MATERIAL PROVIDED:
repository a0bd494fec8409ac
//! Structured validation failures
//!
//! A [`ValidationErrors`] value carries every field violation found while
//! reading one request, so callers see the full list in a single response
//! rather than fixing problems one at a time.

use serde::Serialize;
use std::fmt;

/// The rule a field broke.
#[derive(Clone, Debug, PartialEq, Eq, Serialize)]
#[serde(tag = "rule", rename_all = "snake_case")]
pub enum Rule {
    /// Field was absent (or `null`) but has no default
    Required,
    /// Field was present with the wrong JSON type
    InvalidType { expected: &'static str },
    /// String shorter than the minimum codepoint count
    MinLength { min: usize },
    /// String longer than the maximum codepoint count
    MaxLength { max: usize },
    /// Not a well-formed email address
    Email,
    /// Integer outside a closed range
    Range { min: i64, max: i64 },
    /// Sequence with too few entries
    MinItems { min: usize },
    /// Request body could not be parsed
    MalformedBody,
}

/// One violated rule on one field.
#[derive(Clone, Debug, PartialEq, Eq, Serialize)]
pub struct FieldViolation {
    pub field: String,
    #[serde(flatten)]
    pub rule: Rule,
    pub message: String,
}

impl FieldViolation {
    pub fn new(field: impl Into<String>, rule: Rule) -> Self {
        let field = field.into();
        let message = describe(&field, &rule);
        Self {
            field,
            rule,
            message,
        }
    }
}

fn describe(field: &str, rule: &Rule) -> String {
    match rule {
        Rule::Required => format!("{} is required", field),
        Rule::InvalidType { expected } => format!("{} must be {}", field, expected),
        Rule::MinLength { min } => format!("{} must be at least {} characters", field, min),
        Rule::MaxLength { max } => format!("{} must be at most {} characters", field, max),
        Rule::Email => format!("{} must be a valid email address", field),
        Rule::Range { min, max } => format!("{} must be between {} and {}", field, min, max),
        Rule::MinItems { min } => format!("{} must contain at least {} item(s)", field, min),
        Rule::MalformedBody => format!("{} could not be parsed", field),
    }
}

/// Every violation found in one validation pass.
#[derive(Clone, Debug, Default, PartialEq, Eq, Serialize)]
pub struct ValidationErrors {
    violations: Vec<FieldViolation>,
}

impl ValidationErrors {
    pub fn new() -> Self {
        Self::default()
    }

    /// Shortcut for a failure with exactly one violation.
    pub fn single(field: impl Into<String>, rule: Rule) -> Self {
        let mut errors = Self::new();
        errors.push(field, rule);
        errors
    }

    pub fn push(&mut self, field: impl Into<String>, rule: Rule) {
        self.violations.push(FieldViolation::new(field, rule));
    }

    pub fn is_empty(&self) -> bool {
        self.violations.is_empty()
    }

    pub fn violations(&self) -> &[FieldViolation] {
        &self.violations
    }

    /// Field names that failed, in the order they were checked.
    pub fn fields(&self) -> Vec<&str> {
        self.violations.iter().map(|v| v.field.as_str()).collect()
    }

    /// `Ok(())` when nothing was recorded.
    pub fn into_result(self) -> Result<(), ValidationErrors> {
        if self.is_empty() {
            Ok(())
        } else {
            Err(self)
        }
    }
}

impl fmt::Display for ValidationErrors {
    fn fmt(&self, f: &mut fmt::Formatter<'_>) -> fmt::Result {
        let messages: Vec<&str> = self.violations.iter().map(|v| v.message.as_str()).collect();
        write!(f, "{}", messages.join("; "))
    }
}

impl std::error::Error for ValidationErrors {}
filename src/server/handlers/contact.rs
use axum::{extract::State, response::Json};
use serde::Serialize;
use tracing::info;
use utoipa::ToSchema;

use crate::database::entities::contacts;
use crate::errors::{ApiError, ApiResult};
use crate::schemas::CreateContactRequest;
use crate::server::app::AppState;
use crate::server::middleware::ValidatedJson;
use crate::services::ContactNotification;

pub const DELIVERED_MESSAGE: &str = "Thank you for your message! I'll get back to you soon.";
pub const UNDELIVERED_MESSAGE: &str =
    "Thank you for your message! It was received, but the email notification could not be delivered.";

#[derive(Debug, Serialize, ToSchema)]
pub struct ContactResponse {
    pub success: bool,
    pub message: String,
    pub id: String,
}

#[derive(Debug, Serialize, ToSchema)]
pub struct ContactList {
    pub contacts: Vec<contacts::Model>,
}

/// Stores the submission, then attempts the owner notification. A failed
/// notification only changes the message; the stored record stays.
#[utoipa::path(
    post,
    path = "/api/contact",
    request_body = CreateContactRequest,
    responses(
        (status = 200, description = "Submission stored", body = ContactResponse),
        (status = 422, description = "Validation failed"),
        (status = 500, description = "Submission could not be stored")
    )
)]
pub async fn submit_contact(
    State(state): State<AppState>,
    ValidatedJson(request): ValidatedJson<CreateContactRequest>,
) -> ApiResult<Json<ContactResponse>> {
    let notification = ContactNotification {
        name: request.name.clone(),
        email: request.email.clone(),
        subject: request.subject.clone(),
        message: request.message.clone(),
    };

    let contact = state
        .contacts
        .create(request)
        .await
        .map_err(|err| ApiError::database("Failed to submit contact form", err))?;
    info!("Stored contact submission {}", contact.id);

    let delivery = state.notifier.notify(&notification).await;
    let message = if delivery.is_delivered() {
        DELIVERED_MESSAGE
    } else {
        UNDELIVERED_MESSAGE
    };

    Ok(Json(ContactResponse {
        success: true,
        message: message.to_string(),
        id: contact.id,
    }))
}

#[utoipa::path(
    get,
    path = "/api/contact",
    responses(
        (status = 200, description = "Most recent submissions", body = ContactList)
    )
)]
pub async fn list_contacts(State(state): State<AppState>) -> ApiResult<Json<ContactList>> {
    let contacts = state
        .contacts
        .list()
        .await
        .map_err(|err| ApiError::database("Failed to fetch contacts", err))?;

    Ok(Json(ContactList { contacts }))
}
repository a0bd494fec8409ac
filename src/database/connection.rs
use sea_orm::{ConnectOptions, Database, DatabaseConnection, DbErr};
use sea_orm_migration::MigratorTrait;
use std::time::Duration;

use super::migrations::Migrator;

pub const MEMORY_DATABASE_URL: &str = "sqlite::memory:";

pub async fn establish_connection(database_url: &str) -> Result<DatabaseConnection, DbErr> {
    let mut opt = ConnectOptions::new(database_url);

    // Every pooled connection to an in-memory SQLite database opens its own
    // empty database, so those get exactly one connection
    if database_url == MEMORY_DATABASE_URL {
        opt.max_connections(1).min_connections(1);
    } else {
        opt.max_connections(20).min_connections(2);
    }

    opt.connect_timeout(Duration::from_secs(5))
        .acquire_timeout(Duration::from_secs(5))
        .idle_timeout(Duration::from_secs(300))
        .max_lifetime(Duration::from_secs(3600))
        .sqlx_logging(true)
        .sqlx_logging_level(tracing::log::LevelFilter::Debug);

    Database::connect(opt).await
}

pub fn get_database_url(database_path: Option<&str>) -> String {
    match database_path {
        Some(":memory:") => MEMORY_DATABASE_URL.to_string(),
        Some(path) => format!("sqlite://{}?mode=rwc", path),
        None => "sqlite://portfolio.db?mode=rwc".to_string(),
    }
}

/// Brings the schema of `db` up to date.
pub async fn setup_database(db: &DatabaseConnection) -> Result<(), DbErr> {
    Migrator::up(db, None).await
}

#[cfg(test)]
mod tests {
    use super::*;

    #[test]
    fn database_urls() {
        assert_eq!(get_database_url(Some(":memory:")), "sqlite::memory:");
        assert_eq!(
            get_database_url(Some("/var/lib/portfolio.db")),
            "sqlite:///var/lib/portfolio.db?mode=rwc"
        );
        assert_eq!(get_database_url(None), "sqlite://portfolio.db?mode=rwc");
    }
}
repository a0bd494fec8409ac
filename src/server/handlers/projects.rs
use axum::{extract::State, response::Json};
use serde::Serialize;
use tracing::info;
use utoipa::ToSchema;

use crate::database::entities::projects;
use crate::errors::{ApiError, ApiResult};
use crate::schemas::{CreateProjectRequest, ProjectListParams};
use crate::server::app::AppState;
use crate::server::middleware::{ValidatedJson, ValidatedQuery};

#[derive(Debug, Serialize, ToSchema)]
pub struct ProjectList {
    pub projects: Vec<projects::Model>,
}

#[utoipa::path(
    get,
    path = "/api/projects",
    params(
        ("category" = Option<String>, Query, description = "Only projects in this category; \"All\" disables the filter"),
        ("featured" = Option<bool>, Query, description = "Only featured (or only non-featured) projects")
    ),
    responses(
        (status = 200, description = "Matching projects", body = ProjectList),
        (status = 422, description = "Invalid filter value")
    )
)]
pub async fn list_projects(
    State(state): State<AppState>,
    ValidatedQuery(params): ValidatedQuery<ProjectListParams>,
) -> ApiResult<Json<ProjectList>> {
    let projects = state
        .projects
        .list(&params)
        .await
        .map_err(|err| ApiError::database("Failed to fetch projects", err))?;

    Ok(Json(ProjectList { projects }))
}

#[utoipa::path(
    post,
    path = "/api/projects",
    request_body = CreateProjectRequest,
    responses(
        (status = 200, description = "Project created", body = crate::database::entities::projects::Model),
        (status = 422, description = "Validation failed")
    )
)]
pub async fn create_project(
    State(state): State<AppState>,
    ValidatedJson(request): ValidatedJson<CreateProjectRequest>,
) -> ApiResult<Json<projects::Model>> {
    let project = state
        .projects
        .create(request)
        .await
        .map_err(|err| ApiError::database("Failed to create project", err))?;
    info!("Created project {}", project.id);

    Ok(Json(project))
}
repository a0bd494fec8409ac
pub mod connection;
pub mod entities;
pub mod migrations;
pub mod seed_data;

pub use connection::*;
pub use entities::*;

ACTIVITY:
Looking through the data above, copy out each line in which the string "your" occurs.

WRITTEN ANSWER:
pub const DELIVERED_MESSAGE: &str = "Thank you for your message! I'll get back to you soon.";
    "Thank you for your message! It was received, but the email notification could not be delivered.";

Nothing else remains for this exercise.